NAJWAŻNIEJSZE
NOTATKI Z KSIĄŻKI:
Autor: Hugh MacLeod
NAJWAŻNIEJSZE
NOTATKI Z KSIĄŻKI:
Autor: Hugh MacLeod
Artysta, Hugh MacLeod przekazuje genialne, zwięzłe informacje na temat kreatywności. Seth Godin mówi o tej książce tak „Polecam ten tytuł wszystkim muzykom, artystom i przedsiębiorcom. To będzie wasza najważniejsza lektura, nawet jak nie lubicie zbyt wiele czytać. I muszę potwierdzić, że jest w tym dużo racji.

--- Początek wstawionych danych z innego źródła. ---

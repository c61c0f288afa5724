//! Size-capped log file.
//!
//! When a write would push the active file past `max_bytes`, the file is
//! shifted to `<file>.1`, older backups move up by one, and anything past
//! `<file>.<max_backups>` is deleted. Rotation happens between writes, and
//! the non-blocking worker issues one write per event, so an event is never
//! split across files.

use std::fs::{File, OpenOptions};
use std::io::{self, Write};
use std::path::{Path, PathBuf};

/// Append-only file that rotates by size.
#[derive(Debug)]
pub struct RotatingFile {
    path: PathBuf,
    max_bytes: u64,
    max_backups: usize,
    file: File,
    written: u64,
}

impl RotatingFile {
    /// Open (or create) `path`, creating parent directories as needed.
    ///
    /// `max_bytes == 0` disables rotation. `max_backups == 0` truncates the
    /// file in place instead of keeping backups.
    pub fn open(path: &Path, max_bytes: u64, max_backups: usize) -> io::Result<Self> {
        if let Some(parent) = path.parent().filter(|p| !p.as_os_str().is_empty()) {
            std::fs::create_dir_all(parent)?;
        }
        let file = open_append(path)?;
        let written = file.metadata()?.len();
        Ok(Self {
            path: path.to_path_buf(),
            max_bytes,
            max_backups,
            file,
            written,
        })
    }

    /// Path of backup `n`, e.g. `nebula.log.3`.
    pub fn backup_path(&self, n: usize) -> PathBuf {
        let mut name = self.path.clone().into_os_string();
        name.push(format!(".{n}"));
        PathBuf::from(name)
    }

    fn should_rotate(&self, incoming: usize) -> bool {
        self.max_bytes > 0
            && self.written > 0
            && self.written.saturating_add(incoming as u64) > self.max_bytes
    }

    fn rotate(&mut self) -> io::Result<()> {
        self.file.flush()?;
        if self.max_backups == 0 {
            self.file = OpenOptions::new()
                .write(true)
                .truncate(true)
                .open(&self.path)?;
            self.written = 0;
            return Ok(());
        }

        let oldest = self.backup_path(self.max_backups);
        if oldest.exists() {
            std::fs::remove_file(&oldest)?;
        }
        for n in (1..self.max_backups).rev() {
            let from = self.backup_path(n);
            if from.exists() {
                std::fs::rename(&from, self.backup_path(n + 1))?;
            }
        }
        std::fs::rename(&self.path, self.backup_path(1))?;

        self.file = open_append(&self.path)?;
        self.written = 0;
        Ok(())
    }
}

impl Write for RotatingFile {
    fn write(&mut self, buf: &[u8]) -> io::Result<usize> {
        if self.should_rotate(buf.len()) {
            self.rotate()?;
        }
        let n = self.file.write(buf)?;
        self.written += n as u64;
        Ok(n)
    }

    fn flush(&mut self) -> io::Result<()> {
        self.file.flush()
    }
}

fn open_append(path: &Path) -> io::Result<File> {
    OpenOptions::new().create(true).append(true).open(path)
}

#[cfg(test)]
mod tests {
    use super::*;

    fn chunk(i: usize) -> Vec<u8> {
        format!("{i:02}{}\n", "x".repeat(57)).into_bytes()
    }

    #[test]
    fn no_rotation_under_limit() {
        let dir = tempfile::tempdir().unwrap();
        let path = dir.path().join("nebula.log");
        let mut file = RotatingFile::open(&path, 1024, 5).unwrap();
        file.write_all(&chunk(0)).unwrap();
        file.write_all(&chunk(1)).unwrap();
        file.flush().unwrap();

        assert_eq!(std::fs::metadata(&path).unwrap().len(), 120);
        assert!(!file.backup_path(1).exists());
    }

    #[test]
    fn keeps_at_most_max_backups() {
        let dir = tempfile::tempdir().unwrap();
        let path = dir.path().join("nebula.log");
        let mut file = RotatingFile::open(&path, 100, 5).unwrap();

        // Each 60-byte chunk after the first overflows the 100-byte cap,
        // so ten writes rotate nine times.
        for i in 0..10 {
            file.write_all(&chunk(i)).unwrap();
        }
        file.flush().unwrap();

        for n in 1..=5 {
            assert!(file.backup_path(n).exists(), "backup {n} missing");
        }
        assert!(!file.backup_path(6).exists());

        assert_eq!(std::fs::read(&path).unwrap(), chunk(9));
        assert_eq!(std::fs::read(file.backup_path(1)).unwrap(), chunk(8));
        assert_eq!(std::fs::read(file.backup_path(5)).unwrap(), chunk(4));
    }

    #[test]
    fn existing_size_counts_toward_limit() {
        let dir = tempfile::tempdir().unwrap();
        let path = dir.path().join("nebula.log");
        std::fs::write(&path, chunk(0)).unwrap();

        let mut file = RotatingFile::open(&path, 100, 2).unwrap();
        file.write_all(&chunk(1)).unwrap();
        file.flush().unwrap();

        assert_eq!(std::fs::read(file.backup_path(1)).unwrap(), chunk(0));
        assert_eq!(std::fs::read(&path).unwrap(), chunk(1));
    }

    #[test]
    fn zero_backups_truncates_in_place() {
        let dir = tempfile::tempdir().unwrap();
        let path = dir.path().join("nebula.log");
        let mut file = RotatingFile::open(&path, 100, 0).unwrap();
        for i in 0..3 {
            file.write_all(&chunk(i)).unwrap();
        }
        file.flush().unwrap();

        assert_eq!(std::fs::read(&path).unwrap(), chunk(2));
        assert!(!file.backup_path(1).exists());
    }

    #[test]
    fn zero_max_bytes_never_rotates() {
        let dir = tempfile::tempdir().unwrap();
        let path = dir.path().join("nebula.log");
        let mut file = RotatingFile::open(&path, 0, 5).unwrap();
        for i in 0..5 {
            file.write_all(&chunk(i)).unwrap();
        }
        file.flush().unwrap();

        assert_eq!(std::fs::metadata(&path).unwrap().len(), 300);
        assert!(!file.backup_path(1).exists());
    }
}
//! Shared context passed to every action handler.

use nebula_core::Providers;

use crate::gate::{CapabilityGate, ExclusiveGate};

/// Providers plus the gates that guard them.
pub struct RpcContext {
    /// Capability providers.
    pub providers: Providers,
    /// Guards calls into the power provider.
    pub power_gate: CapabilityGate,
    /// Guards calls into the display provider.
    pub display_gate: CapabilityGate,
    /// Guards calls into the process provider.
    pub process_gate: CapabilityGate,
    /// At most one power transition in flight, process-wide.
    pub transition_gate: ExclusiveGate,
}

impl RpcContext {
    /// Build gates from each provider's declared concurrency.
    pub fn new(providers: Providers) -> Self {
        Self {
            power_gate: CapabilityGate::new("power", providers.power.concurrency()),
            display_gate: CapabilityGate::new("display", providers.display.concurrency()),
            process_gate: CapabilityGate::new("process", providers.process.concurrency()),
            transition_gate: ExclusiveGate::new(),
            providers,
        }
    }
}

#[cfg(test)]
mod tests {
    use super::*;

    #[test]
    fn simulated_providers_are_not_serialized() {
        let ctx = RpcContext::new(nebula_platform::simulated_providers());
        assert!(!ctx.power_gate.is_serialized());
        assert!(!ctx.display_gate.is_serialized());
        assert!(!ctx.process_gate.is_serialized());
        assert!(!ctx.transition_gate.is_busy());
    }

    #[test]
    fn system_process_provider_is_serialized() {
        let mut providers = nebula_platform::simulated_providers();
        providers.process = std::sync::Arc::new(nebula_platform::SysinfoProcessProvider::new());
        let ctx = RpcContext::new(providers);
        assert!(ctx.process_gate.is_serialized());
    }
}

Dobre pomysły łączą się z wielkim obciążeniem, dlatego tak niewielu ludzi potrafi je wyegzekwować. Niewielu ludzi umie sobie z nimi poradzić.
1. Ignorujmy wszystkich.
2. Pomysł nie musi być wielki. Musi być nasz. Władza, którą posiadamy nad swoją pracą, zainspiruje większą liczbę ludzi niż mogłaby to zrobić rzeczywista zawartość.
Nasz pomysł nie musi być wielki. Musi być wyłącznie nasz. Im bardziej nasz jest pomysł, tym mamy więcej możliwości, by zrobić coś naprawdę zdumiewającego.
3. Przyłóżmy się.
Jeśli ktoś w naszej branży odnosi większe sukcesy niż my, prawdopodobnie ciężej nad nimi pracuje.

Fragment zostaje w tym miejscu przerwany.